Below are the records. Transcribe them exactly.

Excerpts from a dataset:
□ □ □ □ □
//! App Root Component
//!
//! Session gate, routing, and the dashboard shell (navbar + sidebar +
//! routed content).

use leptos::*;
use leptos_router::*;

use crate::components::{Navbar, Sidebar, Toast};
use crate::pages::{CrowdEntries, Login, Overview};
use crate::state::global::{provide_global_state, GlobalState};

/// Root application component
#[component]
pub fn App() -> impl IntoView {
    // Provide global state to all components
    provide_global_state();

    let state = use_context::<GlobalState>().expect("GlobalState not found");

    view! {
        // Session gate: the dashboard shell only exists while authenticated
        {move || {
            if state.session.get().is_authenticated() {
                view! { <Shell /> }.into_view()
            } else {
                view! { <Login /> }.into_view()
            }
        }}

        // Toast notifications (visible on both sides of the gate)
        <Toast />
    }
}

/// Authenticated dashboard shell with routing
#[component]
fn Shell() -> impl IntoView {
    view! {
        <Router>
            <div class="min-h-screen bg-gray-100 flex flex-col">
                <Navbar />

                <div class="flex flex-1">
                    <Sidebar />

                    // Main content area
                    <main class="flex-1 px-8 py-8">
                        <Routes>
                            <Route path="/" view=Overview />
                            <Route path="/crowd-entries" view=CrowdEntries />
                            // Unknown routes land back on the overview
                            <Route path="/*any" view=|| view! { <Redirect path="/" /> } />
                        </Routes>
                    </main>
                </div>
            </div>
        </Router>
    }
}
□ □ □ □ □
● **Answer to the problem**:
//! App Root Component
//!
//! Session gate, routing, and the dashboard shell (navbar + sidebar +
//! routed content).

use leptos::*;
use leptos_router::*;

use crate::components::{Navbar, Sidebar, Toast};
use crate::pages::{CrowdEntries, Login, Overview};
use crate::state::global::{provide_global_state, GlobalState};

/// Root application component
#[component]
pub fn App() -> impl IntoView {
    // Provide global state to all components
    provide_global_state();

    let state = use_context::<GlobalState>().expect("GlobalState not found");

    view! {
        // Session gate: the dashboard shell only exists while authenticated
        {move || {
            if state.session.get().is_authenticated() {
                view! { <Shell /> }.into_view()
            } else {
                view! { <Login /> }.into_view()
            }
        }}

        // Toast notifications (visible on both sides of the gate)
        <Toast />
    }
}

/// Authenticated dashboard shell with routing
#[component]
fn Shell() -> impl IntoView {
    view! {
        <Router>
            <div class="min-h-screen bg-gray-100 flex flex-col">
                <Navbar />

                <div class="flex flex-1">
                    <Sidebar />

                    // Main content area
                    <main class="flex-1 px-8 py-8">
                        <Routes>
                            <Route path="/" view=Overview />
                            <Route path="/crowd-entries" view=CrowdEntries />
                            // Unknown routes land back on the overview
                            <Route path="/*any" view=|| view! { <Redirect path="/" /> } />
                        </Routes>
                    </main>
                </div>
            </div>
        </Router>
    }
}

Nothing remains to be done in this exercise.